[Collected data]
----
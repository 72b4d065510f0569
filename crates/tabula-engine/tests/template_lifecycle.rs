use uuid::Uuid;

use tabula_engine::{EngineConfig, EngineError, TabulaEngine, TemplateOptions};
use tabula_model::{CellRef, FieldType, MergedRange};
use tabula_storage::Storage;
use tabula_xlsx::SheetWriter;

fn engine() -> (TabulaEngine, Storage) {
    let storage = Storage::open_in_memory().expect("open storage");
    (
        TabulaEngine::new(storage.clone(), EngineConfig::default()),
        storage,
    )
}

/// Two-row band: a merged title over everything, labels underneath.
/// Column D carries no label anywhere and column E only a title-row one.
fn template_file() -> Vec<u8> {
    let mut writer = SheetWriter::new("Template");
    writer.set_text(0, 0, "Delivery Plan");
    writer.merge(MergedRange::new(CellRef::new(0, 0), CellRef::new(0, 3)));
    writer.set_text(0, 4, "Remarks");
    writer.set_text(1, 0, "Supplier Name");
    writer.set_text(1, 1, "Quantity");
    writer.set_text(1, 2, "Delivery\nDate");
    writer.set_text(1, 3, " ");
    writer.finish().expect("template bytes")
}

fn options() -> TemplateOptions {
    TemplateOptions {
        header_rows: 2,
        ..TemplateOptions::default()
    }
}

#[test]
fn import_discovers_the_full_schema() {
    let (engine, _) = engine();
    let org = Uuid::new_v4();

    let template = engine
        .import_template(&template_file(), org, "Delivery Plan", options())
        .expect("import");
    let schema = engine.load_schema(template).expect("schema");

    assert_eq!(schema.header_rows, 2);
    assert_eq!(schema.data_start_row, 2, "data follows the band by default");
    assert_eq!(schema.len(), 5);

    let labels: Vec<&str> = schema.fields.iter().map(|f| f.label.as_str()).collect();
    assert_eq!(
        labels,
        [
            "Supplier Name",
            "Quantity",
            "Delivery Date",
            "field_4",
            "Remarks"
        ],
        "newlines collapse, blanks synthesize, title-row text fills in"
    );

    let keys: Vec<&str> = schema.fields.iter().map(|f| f.storage_key.as_str()).collect();
    assert_eq!(
        keys,
        [
            "Supplier Name_A",
            "Quantity_B",
            "Delivery Date_C",
            "field_4_D",
            "Remarks_E"
        ]
    );

    assert_eq!(schema.fields[1].field_type, FieldType::Number);
    assert_eq!(schema.fields[2].field_type, FieldType::Date);
    let orders: Vec<u32> = schema.fields.iter().map(|f| f.sort_order).collect();
    assert_eq!(orders, [0, 1, 2, 3, 4]);
}

#[test]
fn duplicate_labels_stay_distinct_by_column() {
    let (engine, _) = engine();
    let mut writer = SheetWriter::new("Template");
    writer.set_text(0, 0, "Unit");
    writer.set_text(0, 1, "Price");
    writer.set_text(0, 2, "Unit");
    let bytes = writer.finish().expect("template bytes");

    let template = engine
        .import_template(
            &bytes,
            Uuid::new_v4(),
            "Units",
            TemplateOptions {
                header_rows: 1,
                ..TemplateOptions::default()
            },
        )
        .expect("import");
    let schema = engine.load_schema(template).expect("schema");

    let keys: Vec<&str> = schema.fields.iter().map(|f| f.storage_key.as_str()).collect();
    assert_eq!(keys, ["Unit_A", "Price_B", "Unit_C"]);
    assert_eq!(
        schema.field_by_storage_key("Unit_C").expect("third column").label,
        "Unit"
    );
}

#[test]
fn reimport_retires_the_prior_template() {
    let (engine, _) = engine();
    let org = Uuid::new_v4();

    let first = engine
        .import_template(&template_file(), org, "Delivery Plan", options())
        .expect("first import");
    let second = engine
        .import_template(&template_file(), org, "Delivery Plan v2", options())
        .expect("second import");
    assert_ne!(first, second);

    let current = engine
        .latest_template(org)
        .expect("lookup")
        .expect("org has a template");
    assert_eq!(current.id, second);
    assert_eq!(current.name, "Delivery Plan v2");

    // The retired template still resolves by id for its historical data.
    let old_schema = engine.load_schema(first).expect("old schema");
    let new_schema = engine.load_schema(second).expect("new schema");
    let old_labels: Vec<&str> = old_schema.fields.iter().map(|f| f.label.as_str()).collect();
    let new_labels: Vec<&str> = new_schema.fields.iter().map(|f| f.label.as_str()).collect();
    assert_eq!(old_labels, new_labels, "re-extraction is repeatable");
}

#[test]
fn import_captures_the_header_band() {
    let (engine, storage) = engine();
    let org = Uuid::new_v4();

    let template = engine
        .import_template(&template_file(), org, "Delivery Plan", options())
        .expect("import");

    let styles = storage.template_styles(template).expect("styles");
    assert!(
        styles.iter().any(|cell| cell.value == "Delivery Plan"),
        "title text is part of the capture"
    );
    assert!(styles.iter().any(|cell| cell.value == "Supplier Name"));
    let merges = storage.template_merges(template).expect("merges");
    assert_eq!(merges.len(), 1);
    assert_eq!(merges[0].end.col, 3);
}

#[test]
fn empty_template_has_no_usable_schema() {
    let (engine, _) = engine();
    let bytes = SheetWriter::new("Blank").finish().expect("empty workbook");

    let template = engine
        .import_template(&bytes, Uuid::new_v4(), "Blank", options())
        .expect("import succeeds");

    let err = engine.load_schema(template).expect_err("no schema to load");
    assert!(matches!(err, EngineError::SchemaNotFound(id) if id == template));
}
//! Upload batches: one row per ingestion attempt.

use core::fmt;

use chrono::{DateTime, Utc};
use serde::{Deserialize, Serialize};
use uuid::Uuid;

/// Batch lifecycle. `Processing` is the only non-terminal state after
/// dispatch; everything else is final and never transitions again.
#[derive(Copy, Clone, Debug, PartialEq, Eq, Serialize, Deserialize)]
#[serde(rename_all = "SCREAMING_SNAKE_CASE")]
pub enum BatchStatus {
    Pending,
    Processing,
    Success,
    PartialSuccess,
    Failed,
}

impl BatchStatus {
    pub fn as_str(self) -> &'static str {
        match self {
            BatchStatus::Pending => "PENDING",
            BatchStatus::Processing => "PROCESSING",
            BatchStatus::Success => "SUCCESS",
            BatchStatus::PartialSuccess => "PARTIAL_SUCCESS",
            BatchStatus::Failed => "FAILED",
        }
    }

    pub fn parse(s: &str) -> Option<BatchStatus> {
        match s {
            "PENDING" => Some(BatchStatus::Pending),
            "PROCESSING" => Some(BatchStatus::Processing),
            "SUCCESS" => Some(BatchStatus::Success),
            "PARTIAL_SUCCESS" => Some(BatchStatus::PartialSuccess),
            "FAILED" => Some(BatchStatus::Failed),
            _ => None,
        }
    }

    pub fn is_terminal(self) -> bool {
        matches!(
            self,
            BatchStatus::Success | BatchStatus::PartialSuccess | BatchStatus::Failed
        )
    }

    /// Classify a finished run from its row counters.
    pub fn classify(success_rows: u32, failed_rows: u32) -> BatchStatus {
        if failed_rows == 0 {
            BatchStatus::Success
        } else if success_rows == 0 {
            BatchStatus::Failed
        } else {
            BatchStatus::PartialSuccess
        }
    }
}

impl fmt::Display for BatchStatus {
    fn fmt(&self, f: &mut fmt::Formatter<'_>) -> fmt::Result {
        f.write_str(self.as_str())
    }
}

/// One ingestion attempt and its outcome.
#[derive(Clone, Debug, PartialEq, Serialize, Deserialize)]
pub struct UploadBatch {
    pub id: Uuid,
    /// Human-readable audit number, `UPLOAD_<date>_<time>_<NNN>`.
    pub upload_no: String,
    pub organization_id: Uuid,
    pub principal_id: Uuid,
    pub template_id: Uuid,
    /// Path of the working copy consumed by the worker, if still known.
    pub source_file: Option<String>,
    pub original_filename: Option<String>,
    pub total_rows: u32,
    pub success_rows: u32,
    pub failed_rows: u32,
    pub status: BatchStatus,
    pub error_message: Option<String>,
    /// How many prior records the overwrite step removed.
    pub replaced_records: u32,
    /// Set on earlier batches when a later upload replaces their data.
    pub superseded: bool,
    pub started_at: DateTime<Utc>,
    pub completed_at: Option<DateTime<Utc>>,
}

#[cfg(test)]
mod tests {
    use super::*;

    #[test]
    fn status_text_roundtrip() {
        for st in [
            BatchStatus::Pending,
            BatchStatus::Processing,
            BatchStatus::Success,
            BatchStatus::PartialSuccess,
            BatchStatus::Failed,
        ] {
            assert_eq!(BatchStatus::parse(st.as_str()), Some(st));
        }
        assert_eq!(BatchStatus::parse("DONE"), None);
        assert_eq!(
            serde_json::to_string(&BatchStatus::PartialSuccess).unwrap(),
            "\"PARTIAL_SUCCESS\""
        );
    }

    #[test]
    fn terminal_states() {
        assert!(!BatchStatus::Pending.is_terminal());
        assert!(!BatchStatus::Processing.is_terminal());
        assert!(BatchStatus::Success.is_terminal());
        assert!(BatchStatus::PartialSuccess.is_terminal());
        assert!(BatchStatus::Failed.is_terminal());
    }

    #[test]
    fn classification_from_counters() {
        assert_eq!(BatchStatus::classify(10, 0), BatchStatus::Success);
        assert_eq!(BatchStatus::classify(9, 1), BatchStatus::PartialSuccess);
        assert_eq!(BatchStatus::classify(0, 10), BatchStatus::Failed);
        // An empty file ends SUCCESS: nothing failed.
        assert_eq!(BatchStatus::classify(0, 0), BatchStatus::Success);
    }
}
----
Scan the records above for the word "Processing". Show each line in which it appears.

/// Batch lifecycle. `Processing` is the only non-terminal state after
    Processing,
            BatchStatus::Processing => "PROCESSING",
            "PROCESSING" => Some(BatchStatus::Processing),
            BatchStatus::Processing,
        assert!(!BatchStatus::Processing.is_terminal());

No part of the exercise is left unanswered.